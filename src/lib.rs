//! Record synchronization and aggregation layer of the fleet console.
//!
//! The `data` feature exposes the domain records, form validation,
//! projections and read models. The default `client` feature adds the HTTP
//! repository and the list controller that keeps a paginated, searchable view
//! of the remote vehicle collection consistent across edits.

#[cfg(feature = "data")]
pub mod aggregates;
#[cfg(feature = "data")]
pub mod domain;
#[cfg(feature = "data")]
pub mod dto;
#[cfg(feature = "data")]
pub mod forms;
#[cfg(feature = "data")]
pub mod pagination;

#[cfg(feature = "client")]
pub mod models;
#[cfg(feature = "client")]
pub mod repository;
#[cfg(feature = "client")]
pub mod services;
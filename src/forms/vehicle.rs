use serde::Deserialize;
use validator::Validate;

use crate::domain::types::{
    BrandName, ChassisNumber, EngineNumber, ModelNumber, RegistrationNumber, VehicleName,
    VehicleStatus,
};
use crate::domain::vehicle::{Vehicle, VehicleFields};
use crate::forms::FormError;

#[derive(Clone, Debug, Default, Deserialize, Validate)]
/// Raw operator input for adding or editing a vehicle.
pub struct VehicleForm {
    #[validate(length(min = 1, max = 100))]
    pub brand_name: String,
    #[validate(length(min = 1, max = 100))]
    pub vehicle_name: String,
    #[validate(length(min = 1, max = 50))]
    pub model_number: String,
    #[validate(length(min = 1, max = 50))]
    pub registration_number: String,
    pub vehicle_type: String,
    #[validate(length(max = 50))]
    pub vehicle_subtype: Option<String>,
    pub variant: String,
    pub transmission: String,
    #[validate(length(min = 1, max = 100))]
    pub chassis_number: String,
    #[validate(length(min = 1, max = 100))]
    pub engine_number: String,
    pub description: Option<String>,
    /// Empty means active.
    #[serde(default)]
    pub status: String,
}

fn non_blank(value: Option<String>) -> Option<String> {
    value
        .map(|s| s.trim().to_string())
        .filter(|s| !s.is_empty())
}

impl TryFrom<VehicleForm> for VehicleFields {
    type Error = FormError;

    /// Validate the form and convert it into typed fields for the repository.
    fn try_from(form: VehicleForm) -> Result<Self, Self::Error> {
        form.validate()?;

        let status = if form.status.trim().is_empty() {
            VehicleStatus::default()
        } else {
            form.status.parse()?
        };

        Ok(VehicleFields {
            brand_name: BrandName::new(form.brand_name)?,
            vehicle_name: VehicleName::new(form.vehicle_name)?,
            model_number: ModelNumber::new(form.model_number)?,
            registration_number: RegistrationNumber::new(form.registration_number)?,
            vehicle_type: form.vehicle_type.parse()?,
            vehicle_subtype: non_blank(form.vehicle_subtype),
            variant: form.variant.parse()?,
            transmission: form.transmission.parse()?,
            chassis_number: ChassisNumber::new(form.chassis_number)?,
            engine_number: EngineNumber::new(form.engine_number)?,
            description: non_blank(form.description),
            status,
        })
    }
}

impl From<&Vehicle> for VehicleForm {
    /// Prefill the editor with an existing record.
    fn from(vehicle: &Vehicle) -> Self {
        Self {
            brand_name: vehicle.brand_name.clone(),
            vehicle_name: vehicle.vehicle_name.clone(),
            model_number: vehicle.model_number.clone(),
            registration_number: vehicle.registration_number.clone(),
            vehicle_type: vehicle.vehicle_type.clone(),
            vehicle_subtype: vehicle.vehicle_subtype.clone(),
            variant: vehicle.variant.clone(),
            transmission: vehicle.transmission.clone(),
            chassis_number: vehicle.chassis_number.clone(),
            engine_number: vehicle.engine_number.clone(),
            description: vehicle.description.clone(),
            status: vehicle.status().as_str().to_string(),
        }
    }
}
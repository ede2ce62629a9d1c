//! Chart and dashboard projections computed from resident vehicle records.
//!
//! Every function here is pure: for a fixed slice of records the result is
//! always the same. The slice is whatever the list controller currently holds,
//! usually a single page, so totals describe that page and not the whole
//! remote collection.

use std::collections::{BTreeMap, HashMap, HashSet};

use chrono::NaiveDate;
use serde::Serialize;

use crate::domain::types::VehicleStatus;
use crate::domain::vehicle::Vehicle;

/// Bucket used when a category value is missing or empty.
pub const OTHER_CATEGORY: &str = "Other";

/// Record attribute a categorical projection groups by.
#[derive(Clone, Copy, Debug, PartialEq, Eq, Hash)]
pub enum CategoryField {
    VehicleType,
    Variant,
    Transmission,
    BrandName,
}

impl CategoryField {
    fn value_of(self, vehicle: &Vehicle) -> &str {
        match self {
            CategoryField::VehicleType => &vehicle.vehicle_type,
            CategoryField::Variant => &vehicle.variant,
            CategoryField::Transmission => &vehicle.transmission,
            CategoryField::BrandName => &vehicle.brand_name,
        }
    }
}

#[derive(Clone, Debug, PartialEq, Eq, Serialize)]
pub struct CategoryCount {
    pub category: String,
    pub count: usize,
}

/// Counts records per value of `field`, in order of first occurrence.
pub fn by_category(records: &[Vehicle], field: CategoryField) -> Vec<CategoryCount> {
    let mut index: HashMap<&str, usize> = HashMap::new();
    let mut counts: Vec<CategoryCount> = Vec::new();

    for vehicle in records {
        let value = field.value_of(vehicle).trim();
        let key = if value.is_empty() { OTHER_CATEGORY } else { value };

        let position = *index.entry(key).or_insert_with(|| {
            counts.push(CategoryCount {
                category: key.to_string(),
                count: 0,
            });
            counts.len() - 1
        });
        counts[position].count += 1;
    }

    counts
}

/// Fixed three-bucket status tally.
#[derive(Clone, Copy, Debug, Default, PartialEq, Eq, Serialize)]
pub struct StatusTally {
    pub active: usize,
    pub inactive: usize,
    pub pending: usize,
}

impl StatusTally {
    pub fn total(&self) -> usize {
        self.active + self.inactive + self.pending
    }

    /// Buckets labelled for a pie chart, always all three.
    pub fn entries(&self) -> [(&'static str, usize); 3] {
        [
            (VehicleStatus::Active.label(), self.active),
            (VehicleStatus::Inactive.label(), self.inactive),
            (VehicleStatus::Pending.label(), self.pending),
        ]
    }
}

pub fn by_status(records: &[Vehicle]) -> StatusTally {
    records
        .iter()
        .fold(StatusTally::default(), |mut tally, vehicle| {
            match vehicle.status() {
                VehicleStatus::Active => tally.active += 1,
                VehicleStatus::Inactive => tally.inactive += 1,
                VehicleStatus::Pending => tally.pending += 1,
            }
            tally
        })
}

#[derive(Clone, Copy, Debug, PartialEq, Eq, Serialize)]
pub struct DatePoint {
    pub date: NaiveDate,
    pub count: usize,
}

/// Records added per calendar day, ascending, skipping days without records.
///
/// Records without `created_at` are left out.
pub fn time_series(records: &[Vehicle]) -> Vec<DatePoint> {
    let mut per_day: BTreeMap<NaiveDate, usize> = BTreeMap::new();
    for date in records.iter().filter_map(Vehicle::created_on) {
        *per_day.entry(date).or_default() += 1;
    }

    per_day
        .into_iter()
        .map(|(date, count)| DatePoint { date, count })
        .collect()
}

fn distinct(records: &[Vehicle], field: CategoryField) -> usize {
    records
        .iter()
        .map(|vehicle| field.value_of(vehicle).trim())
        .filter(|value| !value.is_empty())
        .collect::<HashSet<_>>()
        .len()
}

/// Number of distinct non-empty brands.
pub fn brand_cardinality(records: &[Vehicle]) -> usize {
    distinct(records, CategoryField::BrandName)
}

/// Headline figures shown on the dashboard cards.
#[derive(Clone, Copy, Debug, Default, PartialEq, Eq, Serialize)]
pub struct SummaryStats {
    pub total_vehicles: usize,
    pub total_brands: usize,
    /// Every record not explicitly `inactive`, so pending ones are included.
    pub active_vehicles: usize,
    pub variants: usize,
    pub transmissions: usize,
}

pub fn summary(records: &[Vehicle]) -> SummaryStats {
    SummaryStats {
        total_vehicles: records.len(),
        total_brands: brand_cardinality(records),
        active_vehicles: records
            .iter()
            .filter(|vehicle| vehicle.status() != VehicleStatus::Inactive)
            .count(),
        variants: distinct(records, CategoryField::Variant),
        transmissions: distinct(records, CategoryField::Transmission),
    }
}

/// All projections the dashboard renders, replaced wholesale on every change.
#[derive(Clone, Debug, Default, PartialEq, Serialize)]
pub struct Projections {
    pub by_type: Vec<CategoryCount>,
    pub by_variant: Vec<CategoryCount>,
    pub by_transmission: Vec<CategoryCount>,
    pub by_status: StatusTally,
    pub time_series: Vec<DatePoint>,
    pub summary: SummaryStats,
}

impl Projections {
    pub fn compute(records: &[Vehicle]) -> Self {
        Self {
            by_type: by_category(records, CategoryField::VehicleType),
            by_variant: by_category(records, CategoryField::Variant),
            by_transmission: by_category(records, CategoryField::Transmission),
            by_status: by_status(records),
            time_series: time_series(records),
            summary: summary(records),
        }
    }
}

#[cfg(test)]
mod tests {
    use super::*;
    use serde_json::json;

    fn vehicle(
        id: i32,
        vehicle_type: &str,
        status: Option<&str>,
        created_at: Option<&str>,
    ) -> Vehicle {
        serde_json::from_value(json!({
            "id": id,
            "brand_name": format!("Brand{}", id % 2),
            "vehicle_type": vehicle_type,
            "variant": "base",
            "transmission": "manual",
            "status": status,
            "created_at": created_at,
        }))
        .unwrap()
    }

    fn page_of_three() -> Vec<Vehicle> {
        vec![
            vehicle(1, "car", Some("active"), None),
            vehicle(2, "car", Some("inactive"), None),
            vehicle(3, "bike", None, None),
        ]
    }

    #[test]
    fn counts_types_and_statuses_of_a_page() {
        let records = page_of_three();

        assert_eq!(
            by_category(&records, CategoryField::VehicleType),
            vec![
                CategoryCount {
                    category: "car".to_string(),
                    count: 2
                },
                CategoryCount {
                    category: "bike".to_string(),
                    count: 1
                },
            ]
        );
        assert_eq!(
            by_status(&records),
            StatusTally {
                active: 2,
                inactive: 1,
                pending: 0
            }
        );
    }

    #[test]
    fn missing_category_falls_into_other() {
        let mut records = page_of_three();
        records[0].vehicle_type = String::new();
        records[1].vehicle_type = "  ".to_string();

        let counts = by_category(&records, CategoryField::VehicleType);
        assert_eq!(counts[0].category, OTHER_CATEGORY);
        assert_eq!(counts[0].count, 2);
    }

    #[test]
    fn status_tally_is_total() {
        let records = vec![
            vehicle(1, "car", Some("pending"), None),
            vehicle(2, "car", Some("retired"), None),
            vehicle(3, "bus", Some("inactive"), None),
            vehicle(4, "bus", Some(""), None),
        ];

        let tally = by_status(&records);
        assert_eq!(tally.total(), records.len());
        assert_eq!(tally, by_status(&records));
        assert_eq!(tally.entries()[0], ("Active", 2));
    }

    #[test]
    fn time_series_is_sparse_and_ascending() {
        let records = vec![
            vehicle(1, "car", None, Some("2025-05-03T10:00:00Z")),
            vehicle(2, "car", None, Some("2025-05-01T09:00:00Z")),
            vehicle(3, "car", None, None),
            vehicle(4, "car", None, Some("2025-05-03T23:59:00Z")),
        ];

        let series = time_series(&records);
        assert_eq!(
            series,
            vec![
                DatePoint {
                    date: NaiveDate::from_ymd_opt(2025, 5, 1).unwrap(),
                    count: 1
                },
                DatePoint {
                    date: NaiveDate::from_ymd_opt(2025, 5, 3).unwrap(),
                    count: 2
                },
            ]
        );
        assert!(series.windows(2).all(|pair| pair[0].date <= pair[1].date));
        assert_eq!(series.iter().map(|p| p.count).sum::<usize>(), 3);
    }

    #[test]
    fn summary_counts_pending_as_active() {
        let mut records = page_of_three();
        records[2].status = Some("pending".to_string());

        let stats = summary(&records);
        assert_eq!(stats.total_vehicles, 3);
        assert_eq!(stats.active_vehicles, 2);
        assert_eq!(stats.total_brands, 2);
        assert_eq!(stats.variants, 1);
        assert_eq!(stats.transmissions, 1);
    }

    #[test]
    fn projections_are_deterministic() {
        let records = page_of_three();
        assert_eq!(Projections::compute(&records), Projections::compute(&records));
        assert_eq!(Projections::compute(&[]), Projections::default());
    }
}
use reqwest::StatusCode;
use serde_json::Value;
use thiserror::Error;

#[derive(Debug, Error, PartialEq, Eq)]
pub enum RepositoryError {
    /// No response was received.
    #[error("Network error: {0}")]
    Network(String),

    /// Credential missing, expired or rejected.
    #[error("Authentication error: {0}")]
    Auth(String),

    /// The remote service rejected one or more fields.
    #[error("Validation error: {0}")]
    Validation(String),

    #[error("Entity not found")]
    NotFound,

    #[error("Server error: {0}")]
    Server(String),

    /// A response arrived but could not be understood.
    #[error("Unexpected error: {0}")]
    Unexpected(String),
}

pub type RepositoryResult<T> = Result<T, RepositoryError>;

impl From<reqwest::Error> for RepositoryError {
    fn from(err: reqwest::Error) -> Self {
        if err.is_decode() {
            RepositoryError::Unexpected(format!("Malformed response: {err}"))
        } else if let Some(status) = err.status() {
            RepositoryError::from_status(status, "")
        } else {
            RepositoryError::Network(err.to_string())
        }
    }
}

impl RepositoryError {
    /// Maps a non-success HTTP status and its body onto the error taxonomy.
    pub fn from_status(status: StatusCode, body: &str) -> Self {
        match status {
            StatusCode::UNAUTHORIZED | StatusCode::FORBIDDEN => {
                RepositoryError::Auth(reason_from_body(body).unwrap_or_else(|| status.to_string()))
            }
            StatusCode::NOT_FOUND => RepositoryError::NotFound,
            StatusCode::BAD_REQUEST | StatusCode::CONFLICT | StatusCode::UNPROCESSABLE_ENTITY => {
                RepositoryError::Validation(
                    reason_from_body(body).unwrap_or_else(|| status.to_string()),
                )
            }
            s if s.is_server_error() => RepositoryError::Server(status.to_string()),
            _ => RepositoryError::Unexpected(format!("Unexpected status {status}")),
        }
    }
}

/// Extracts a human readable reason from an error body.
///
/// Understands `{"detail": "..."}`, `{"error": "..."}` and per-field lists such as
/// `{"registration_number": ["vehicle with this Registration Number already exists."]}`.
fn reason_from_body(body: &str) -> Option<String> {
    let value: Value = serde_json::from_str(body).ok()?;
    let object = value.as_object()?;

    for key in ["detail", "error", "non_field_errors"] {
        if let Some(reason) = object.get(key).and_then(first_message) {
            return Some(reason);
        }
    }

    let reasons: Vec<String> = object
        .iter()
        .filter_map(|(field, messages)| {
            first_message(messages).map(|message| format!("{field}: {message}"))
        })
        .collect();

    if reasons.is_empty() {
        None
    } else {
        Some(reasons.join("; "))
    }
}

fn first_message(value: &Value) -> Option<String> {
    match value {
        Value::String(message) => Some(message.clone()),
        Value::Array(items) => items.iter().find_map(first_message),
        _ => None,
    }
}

───

_Task to carry out_: Up to and including the line with "adds the HTTP", reproduce the material above exactly as it appears, starting from its first line.

_Task solution_:
filename src/lib.rs
//! Record synchronization and aggregation layer of the fleet console.
//!
//! The `data` feature exposes the domain records, form validation,
//! projections and read models. The default `client` feature adds the HTTP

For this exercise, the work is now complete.